## YOUR INSTRUCTIONS
Collect each line of the records containing the string "first".

(SOURCE MATERIAL)

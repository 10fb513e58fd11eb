//! GitHub REST client implementing `ProfileSource`.

use chrono::{DateTime, Utc};
use reqwest::header::{ACCEPT, AUTHORIZATION, HeaderMap, HeaderValue, RETRY_AFTER, USER_AGENT};
use reqwest::{Client, StatusCode};
use serde::de::DeserializeOwned;
use std::collections::BTreeMap;
use std::time::Duration;
use tokio::runtime::Handle;
use tracing::{debug, info, warn};

use portrait_core::error::SourceError;
use portrait_core::profile::RawProfile;
use portrait_core::services::ProfileSource;
use portrait_ingest::parsers::github::{to_raw_profile, window_start};
use portrait_ingest::types::{GhCommit, GhContent, GhReadme, GhRepo, GhSearchIssues, GhUser, ProfileSnapshot, RepoSnapshot};

use crate::config::GithubSection;
use crate::runtime;

/// Most recent pull requests whose titles are read.
const PR_TITLE_LIMIT: usize = 50;

pub struct GithubSource {
    client: Client,
    handle: Handle,
    api_base: String,
    max_repos: usize,
    window_days: u32,
}

impl GithubSource {
    pub fn new(cfg: &GithubSection, token: Option<&str>, handle: Handle) -> anyhow::Result<Self> {
        let mut headers = HeaderMap::new();
        headers.insert(ACCEPT, HeaderValue::from_static("application/vnd.github+json"));
        headers.insert(USER_AGENT, HeaderValue::from_static(concat!("portrait-cli/", env!("CARGO_PKG_VERSION"))));
        headers.insert("x-github-api-version", HeaderValue::from_static("2022-11-28"));
        if let Some(token) = token {
            let mut value = HeaderValue::from_str(&format!("Bearer {token}"))?;
            value.set_sensitive(true);
            headers.insert(AUTHORIZATION, value);
        }

        let client = Client::builder()
            .default_headers(headers)
            .timeout(Duration::from_secs(cfg.timeout_secs))
            .build()?;

        Ok(Self {
            client,
            handle,
            api_base: cfg.api_base.trim_end_matches('/').to_string(),
            max_repos: cfg.max_repos,
            window_days: cfg.window_days,
        })
    }

    async fn get_json<T: DeserializeOwned>(&self, path: &str) -> Result<T, SourceError> {
        let url = format!("{}{}", self.api_base, path);
        debug!(%url, "GET");
        let resp = self.client.get(&url).send().await.map_err(transport_error)?;

        let status = resp.status();
        if !status.is_success() {
            let retry_after = retry_after_secs(resp.headers());
            let exhausted = resp
                .headers()
                .get("x-ratelimit-remaining")
                .and_then(|v| v.to_str().ok())
                .is_some_and(|v| v.trim() == "0");
            let body = resp.text().await.unwrap_or_default();
            return Err(status_error(status, exhausted, retry_after, path, &body));
        }
        resp.json::<T>().await.map_err(|e| SourceError::Transport(format!("decode {path}: {e}")))
    }

    /// Like `get_json`, but a missing or empty resource is `None`.
    async fn get_optional<T: DeserializeOwned>(&self, path: &str) -> Result<Option<T>, SourceError> {
        match self.get_json(path).await {
            Ok(v) => Ok(Some(v)),
            Err(SourceError::NotFound(_)) => Ok(None),
            Err(SourceError::Transport(msg)) if msg.starts_with("409") => Ok(None),
            Err(e) => Err(e),
        }
    }

    async fn fetch_snapshot(&self, login: &str) -> Result<ProfileSnapshot, SourceError> {
        let user: GhUser = self.get_json(&format!("/users/{login}")).await.map_err(|e| match e {
            SourceError::NotFound(_) => SourceError::NotFound(login.to_string()),
            other => other,
        })?;

        let per_page = self.max_repos.clamp(1, 100);
        let mut repos: Vec<GhRepo> = self
            .get_json(&format!("/users/{login}/repos?per_page={per_page}&sort=pushed&type=owner"))
            .await?;
        repos.truncate(self.max_repos);

        let since = window_start(Utc::now(), self.window_days);
        // The API rejects dates before the epoch.
        let since_query = since.max(DateTime::UNIX_EPOCH);
        let since_param = since_query.to_rfc3339_opts(chrono::SecondsFormat::Secs, true);

        let mut snapshots = Vec::with_capacity(repos.len());
        for repo in repos {
            let owner = repo.owner.as_ref().map(|o| o.login.clone()).unwrap_or_else(|| login.to_string());
            let base = format!("/repos/{owner}/{}", repo.name);
            // Sorted by push date: the rest are older still.
            if repo
                .pushed_at
                .as_deref()
                .and_then(portrait_core::metrics::parse_timestamp)
                .is_some_and(|t| t < since)
            {
                debug!(repo = %repo.name, "remaining repositories predate the window");
                break;
            }

            let name = repo.name.as_str();
            let languages: BTreeMap<String, u64> =
                per_repo(self.get_optional(&format!("{base}/languages")).await, name, "languages")?.unwrap_or_default();
            let readme: Option<GhReadme> = per_repo(self.get_optional(&format!("{base}/readme")).await, name, "readme")?;
            let contents: Vec<GhContent> =
                per_repo(self.get_optional(&format!("{base}/contents/")).await, name, "contents")?.unwrap_or_default();
            let commits: Vec<GhCommit> = per_repo(
                self.get_optional(&format!("{base}/commits?author={login}&since={since_param}&per_page=100"))
                    .await,
                name,
                "commits",
            )?
            .unwrap_or_default();

            snapshots.push(RepoSnapshot { repo, languages, readme, contents, commits });
        }

        let pull_requests_to_others = match self
            .get_json::<GhSearchIssues>(&format!("/search/issues?q=type:pr+author:{login}+-user:{login}&per_page=1"))
            .await
        {
            Ok(found) => found.total_count,
            Err(e) => {
                warn!(login, error = %e, "pull request count unavailable");
                0
            }
        };

        let created = since_query.format("%Y-%m-%d");
        let pull_request_titles = match self
            .get_json::<GhSearchIssues>(&format!(
                "/search/issues?q=type:pr+author:{login}+created:>={created}&sort=created&per_page={PR_TITLE_LIMIT}"
            ))
            .await
        {
            Ok(found) => found.items.into_iter().map(|i| i.title).collect(),
            Err(e) => {
                warn!(login, error = %e, "pull request titles unavailable");
                Vec::new()
            }
        };

        Ok(ProfileSnapshot {
            user,
            repos: snapshots,
            pull_requests_to_others,
            pull_request_titles,
        })
    }
}

impl ProfileSource for GithubSource {
    fn fetch(&self, login: &str) -> Result<RawProfile, SourceError> {
        let login = login.trim();
        if login.is_empty() || !login.chars().all(|c| c.is_ascii_alphanumeric() || c == '-') {
            return Err(SourceError::NotFound(login.to_string()));
        }

        let snapshot = runtime::block_on(&self.handle, self.fetch_snapshot(login))?;
        let profile = to_raw_profile(&snapshot, self.window_days, Utc::now())
            .map_err(|e| SourceError::Transport(format!("unusable user record: {e}")))?;
        info!(
            login,
            repos = profile.repositories.len(),
            commits = profile.commit_timestamps.len(),
            "profile fetched"
        );
        Ok(profile)
    }
}

/// Per-repository detail is best effort. Rate limiting still aborts the
/// fetch, since every later request would fail the same way.
fn per_repo<T>(result: Result<Option<T>, SourceError>, repo: &str, what: &str) -> Result<Option<T>, SourceError> {
    match result {
        Ok(v) => Ok(v),
        Err(e @ SourceError::RateLimited { .. }) => Err(e),
        Err(e) => {
            warn!(repo, what, error = %e, "repository detail unavailable; continuing without it");
            Ok(None)
        }
    }
}

fn transport_error(e: reqwest::Error) -> SourceError {
    if e.is_timeout() {
        SourceError::Timeout
    } else {
        SourceError::Transport(e.to_string())
    }
}

fn retry_after_secs(headers: &HeaderMap) -> Option<u64> {
    if let Some(secs) = headers.get(RETRY_AFTER).and_then(|v| v.to_str().ok()).and_then(|v| v.trim().parse().ok()) {
        return Some(secs);
    }
    let reset: i64 = headers.get("x-ratelimit-reset")?.to_str().ok()?.trim().parse().ok()?;
    Some((reset - Utc::now().timestamp()).max(0) as u64)
}

fn status_error(status: StatusCode, exhausted: bool, retry_after: Option<u64>, path: &str, body: &str) -> SourceError {
    match status {
        StatusCode::NOT_FOUND => SourceError::NotFound(path.to_string()),
        StatusCode::TOO_MANY_REQUESTS => SourceError::RateLimited { retry_after_secs: retry_after },
        StatusCode::FORBIDDEN if exhausted || retry_after.is_some() => {
            SourceError::RateLimited { retry_after_secs: retry_after }
        }
        StatusCode::UNAUTHORIZED | StatusCode::FORBIDDEN => SourceError::Auth(format!("{status} {}", snippet(body))),
        _ => SourceError::Transport(format!("{} {path}: {}", status.as_u16(), snippet(body))),
    }
}

fn snippet(body: &str) -> String {
    body.chars().take(200).collect()
}
//! Parsing of oracle replies.
//!
//! Accepted shapes, tried in order:
//! - a JSON object `{"domains": [{"tag": "...", "confidence": 0.8}, ...]}`,
//!   possibly wrapped in a markdown code fence or surrounded by prose;
//! - a bare domain name on the first line (`"AI/ML"`), scored at full confidence.

use serde::Deserialize;

use portrait_core::domain::DomainTag;

use crate::oracle::OracleError;

#[derive(Debug, Deserialize)]
struct OracleReply {
    #[serde(default)]
    domains: Vec<OracleDomain>,
}

#[derive(Debug, Deserialize)]
struct OracleDomain {
    #[serde(alias = "domain", alias = "name")]
    tag: String,
    #[serde(default = "full_confidence")]
    confidence: f64,
}

fn full_confidence() -> f64 {
    1.0
}

pub fn parse_oracle_response(raw: &str) -> Result<Vec<(DomainTag, f64)>, OracleError> {
    let text = raw.trim();
    if text.is_empty() {
        return Err(OracleError::MalformedResponse("empty reply".into()));
    }

    if let Some(json) = json_object(text) {
        let reply: OracleReply = serde_json::from_str(json)
            .map_err(|e| OracleError::MalformedResponse(format!("invalid JSON: {e}")))?;
        let tags: Vec<(DomainTag, f64)> = reply
            .domains
            .iter()
            .filter(|d| d.confidence.is_finite())
            .filter_map(|d| DomainTag::from_label(&d.tag).map(|t| (t, d.confidence.clamp(0.0, 1.0))))
            .collect();
        if tags.is_empty() && !reply.domains.is_empty() {
            return Err(OracleError::MalformedResponse("no recognised domain tags".into()));
        }
        return Ok(tags);
    }

    let first = text.lines().next().unwrap_or_default();
    let label = first.trim_matches(|c: char| c == '"' || c == '\'' || c == '`' || c == '.' || c.is_whitespace());
    DomainTag::from_label(label)
        .map(|tag| vec![(tag, 1.0)])
        .ok_or_else(|| OracleError::MalformedResponse(format!("unrecognised domain {label:?}")))
}

fn json_object(text: &str) -> Option<&str> {
    let start = text.find('{')?;
    let end = text.rfind('}')?;
    (end > start).then(|| &text[start..=end])
}
//! Business logic services for the chat system.

pub mod chat_service;

pub use chat_service::ChatService;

(End SOURCE MATERIAL)

## OUTPUT BELOW
//! - a bare domain name on the first line (`"AI/ML"`), scored at full confidence.
    let first = text.lines().next().unwrap_or_default();
    let label = first.trim_matches(|c: char| c == '"' || c == '\'' || c == '`' || c == '.' || c.is_whitespace());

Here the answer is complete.